SFC: Eles [JICA] oficialmente não dizem nada ou dizem que o processo é importante. Mas informalmente todos dizem que foi uma ideia terrível pensar que seria possível levar o sucesso do Brasil e do Cerrado brasileiro para África, nomeadamente Moçambique. Mas todos também dizem, que não podemos parar. Não só para evitar perder a cara, mas ainda temos o mesmo Governo no Japão dos últimos seis anos. Esta é a outra razão pela qual o Governo japonês não está a parar com o programa. Mas se nos concentrarmos muito no ProSavana, não podemos impedir que algo mais terrível aconteça na região norte de Moçambique.

Como disse, esse tipo de modelo causará muitos danos ambientais e sociais. E infelizmente já está a acontecer em várias zonas na província da Zambézia. Lá, muitas pessoas foram expulsas por causa de uma empresa privada, propriedade de um ex-Presidente moçambicano que trabalha com uma empresa brasileira de soja para abrir campos de soja para exportação. 

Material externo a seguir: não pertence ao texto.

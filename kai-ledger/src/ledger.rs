// Copyright (c) KAI
// SPDX-License-Identifier: Apache-2.0

//! Request status ledger
//!
//! Owns an ordered set of request records, moves their status on admin
//! actions and derives per-status tallies on demand. Counts are never stored.

use serde::Serialize;
use std::collections::HashMap;
use tracing::warn;

use crate::records::{LedgerRecord, RefundRequest, RequestStatus, TicketConfirmation};
use crate::LedgerError;

pub type RefundLedger = RequestLedger<RefundRequest>;
pub type ConfirmationLedger = RequestLedger<TicketConfirmation>;

/// Per-status tallies derived from the ledger rows
#[derive(Debug, Clone, Copy, PartialEq, Eq, Default, Serialize)]
pub struct StatusCounts {
    pub pending: usize,
    pub approved: usize,
    pub rejected: usize,
    pub total: usize,
}

#[derive(Debug, Clone)]
pub struct RequestLedger<R> {
    records: Vec<R>,
    index: HashMap<String, usize>,
}

impl<R: LedgerRecord> RequestLedger<R> {
    /// Build a ledger from records in display order.
    ///
    /// A repeated identifier stays in the listing but only its first
    /// occurrence can be addressed.
    pub fn seed(records: impl IntoIterator<Item = R>) -> Self {
        let records: Vec<R> = records.into_iter().collect();
        let mut index = HashMap::with_capacity(records.len());

        for (pos, record) in records.iter().enumerate() {
            if index.contains_key(record.id()) {
                warn!("Duplicate {} id '{}' in seed set, keeping first", R::KIND, record.id());
                continue;
            }
            index.insert(record.id().to_string(), pos);
        }

        Self { records, index }
    }

    /// Replace the status of one record, returning the status it had before.
    ///
    /// Any status may be set from any other; callers decide which actions
    /// they offer.
    pub fn set_status(
        &mut self,
        id: &str,
        status: RequestStatus,
    ) -> Result<RequestStatus, LedgerError> {
        let pos = *self.index.get(id).ok_or_else(|| LedgerError::NotFound {
            kind: R::KIND,
            id: id.to_string(),
        })?;

        let record = &mut self.records[pos];
        let previous = record.status();
        record.set_status(status);
        Ok(previous)
    }

    pub fn count_by_status(&self, status: RequestStatus) -> usize {
        self.records.iter().filter(|r| r.status() == status).count()
    }

    pub fn status_counts(&self) -> StatusCounts {
        StatusCounts {
            pending: self.count_by_status(RequestStatus::Pending),
            approved: self.count_by_status(RequestStatus::Approved),
            rejected: self.count_by_status(RequestStatus::Rejected),
            total: self.records.len(),
        }
    }

    /// All records in insertion order
    pub fn list(&self) -> &[R] {
        &self.records
    }

    pub fn get(&self, id: &str) -> Option<&R> {
        self.index.get(id).map(|&pos| &self.records[pos])
    }

    pub fn len(&self) -> usize {
        self.records.len()
    }

    pub fn is_empty(&self) -> bool {
        self.records.is_empty()
    }
}

#[cfg(test)]
mod tests {
    use super::*;
    use crate::seed;
    use chrono::NaiveDate;

    fn refund(id: &str, status: RequestStatus) -> RefundRequest {
        RefundRequest {
            id: id.to_string(),
            ticket_id: format!("TK-{}", id),
            user_name: "Ahmad Wijaya".to_string(),
            train_name: "Argo Bromo Anggrek".to_string(),
            amount: 450_000,
            reason: "Kereta terlambat lebih dari 2 jam".to_string(),
            date: NaiveDate::from_ymd_opt(2024, 10, 2).unwrap(),
            status,
        }
    }

    fn assert_counts_match_rows<R: LedgerRecord>(ledger: &RequestLedger<R>) {
        let mut sum = 0;
        for status in RequestStatus::ALL {
            let filtered = ledger.list().iter().filter(|r| r.status() == status).count();
            assert_eq!(ledger.count_by_status(status), filtered);
            sum += filtered;
        }
        assert_eq!(sum, ledger.list().len());
    }

    #[test]
    fn test_seed_preserves_order() {
        let ledger = RequestLedger::seed(vec![
            refund("RF-003", RequestStatus::Approved),
            refund("RF-001", RequestStatus::Pending),
            refund("RF-002", RequestStatus::Rejected),
        ]);
        let ids: Vec<&str> = ledger.list().iter().map(|r| r.id.as_str()).collect();
        assert_eq!(ids, vec!["RF-003", "RF-001", "RF-002"]);
        assert_eq!(ledger.len(), 3);
        assert!(!ledger.is_empty());
    }

    #[test]
    fn test_counts_match_rows_for_seed_sets() {
        assert_counts_match_rows(&seed::refund_ledger());
        assert_counts_match_rows(&seed::confirmation_ledger());
        assert_counts_match_rows(&RefundLedger::seed(Vec::new()));
    }

    #[test]
    fn test_set_status_changes_only_target_record() {
        let mut ledger = seed::refund_ledger();
        let before = ledger.list().to_vec();

        let previous = ledger.set_status("RF-002", RequestStatus::Rejected).unwrap();
        assert_eq!(previous, RequestStatus::Pending);

        for (old, new) in before.iter().zip(ledger.list()) {
            if old.id == "RF-002" {
                assert_eq!(new.status, RequestStatus::Rejected);
                let mut expected = old.clone();
                expected.status = RequestStatus::Rejected;
                assert_eq!(new, &expected);
            } else {
                assert_eq!(new, old);
            }
        }
        assert_counts_match_rows(&ledger);
    }

    #[test]
    fn test_unknown_id_is_not_found() {
        let mut ledger = seed::confirmation_ledger();
        let before = ledger.list().to_vec();

        let err = ledger.set_status("CF-999", RequestStatus::Approved).unwrap_err();
        assert_eq!(
            err,
            LedgerError::NotFound {
                kind: "confirmation",
                id: "CF-999".to_string()
            }
        );
        assert_eq!(ledger.list(), before.as_slice());
    }

    #[test]
    fn test_set_status_is_idempotent() {
        let mut once = seed::refund_ledger();
        let mut twice = seed::refund_ledger();

        once.set_status("RF-001", RequestStatus::Approved).unwrap();
        twice.set_status("RF-001", RequestStatus::Approved).unwrap();
        let previous = twice.set_status("RF-001", RequestStatus::Approved).unwrap();

        assert_eq!(previous, RequestStatus::Approved);
        assert_eq!(once.list(), twice.list());
    }

    #[test]
    fn test_no_precondition_on_transitions() {
        let mut ledger = RequestLedger::seed(vec![refund("RF-010", RequestStatus::Rejected)]);
        ledger.set_status("RF-010", RequestStatus::Pending).unwrap();
        assert_eq!(ledger.get("RF-010").unwrap().status, RequestStatus::Pending);
    }

    #[test]
    fn test_approve_first_pending_scenario() {
        let mut ledger = RequestLedger::seed(vec![
            refund("RF-001", RequestStatus::Pending),
            refund("RF-002", RequestStatus::Pending),
            refund("RF-003", RequestStatus::Approved),
        ]);

        let first_pending = ledger
            .list()
            .iter()
            .find(|r| r.status == RequestStatus::Pending)
            .map(|r| r.id.clone())
            .unwrap();
        ledger.set_status(&first_pending, RequestStatus::Approved).unwrap();

        assert_eq!(ledger.count_by_status(RequestStatus::Pending), 1);
        assert_eq!(ledger.count_by_status(RequestStatus::Approved), 2);
        assert_eq!(ledger.count_by_status(RequestStatus::Rejected), 0);
        assert_eq!(
            ledger.status_counts(),
            StatusCounts {
                pending: 1,
                approved: 2,
                rejected: 0,
                total: 3,
            }
        );
    }

    #[test]
    fn test_duplicate_ids_address_first_occurrence() {
        let mut ledger = RequestLedger::seed(vec![
            refund("RF-001", RequestStatus::Pending),
            refund("RF-001", RequestStatus::Pending),
        ]);
        ledger.set_status("RF-001", RequestStatus::Approved).unwrap();

        assert_eq!(ledger.len(), 2);
        assert_eq!(ledger.list()[0].status, RequestStatus::Approved);
        assert_eq!(ledger.list()[1].status, RequestStatus::Pending);
    }
}
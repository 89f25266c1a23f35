// KAI Admin Backend Server
// Serves the admin dashboard data from in-memory state

use anyhow::Result;
use kai_backend::config::{Config, LogFormat};
use kai_backend::{build_router, AppState};
use std::sync::Arc;
use tracing::info;
use tracing_subscriber::EnvFilter;

#[tokio::main]
async fn main() -> Result<()> {
    // Load environment variables
    dotenvy::dotenv().ok();

    let config = Config::from_env()?;

    // Initialize logging
    let filter = EnvFilter::from_default_env()
        .add_directive("kai_backend=info".parse()?)
        .add_directive("tower_http=info".parse()?);
    let subscriber = tracing_subscriber::fmt()
        .with_target(false)
        .with_level(true)
        .with_env_filter(filter);
    match config.log_format {
        LogFormat::Pretty => subscriber.init(),
        LogFormat::Json => subscriber.json().init(),
    }

    info!("Starting KAI Admin Backend");
    info!("Configuration:");
    info!("  Listen address: {}", config.listen_addr());
    info!("  Admin account: {}", config.credentials.email);

    let state = Arc::new(AppState::seeded(config.credentials.clone()));
    info!(
        "Seeded {} refunds, {} confirmations, {} trains",
        state.refunds.read().await.len(),
        state.confirmations.read().await.len(),
        state.trains.len()
    );

    let app = build_router(state);

    // Start server
    let listener = tokio::net::TcpListener::bind(config.listen_addr()).await?;
    info!("KAI Admin Backend listening on {}", listener.local_addr()?);

    axum::serve(listener, app.into_make_service())
        .await
        .map_err(|e| anyhow::anyhow!("Server error: {}", e))
}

DW África: Por que isso é possível?

SFC: Porque o nosso fundo público e a empresa privada japonesa Mitsui ampliaram e renovaram a ferrovia e o porto. Sem isso [ferrovia e porto], seria impossível para qualquer empresa privada abrir tantas terras e afastar as pessoas. Pois, é impossível obter lucro, se eles tivessem que transportar a soja produzida por caminhão que tem um custo muito superior à ferrovia. Então, a ferrovia facilita a transformação. E essa é uma transformação que levamos para o Brasil e, há uma centena de anos, para uma parte no nordeste da China. Estamos a repetir a nossa história e, como cidadã do Japão, gostaria que essa história chegasse ao fim.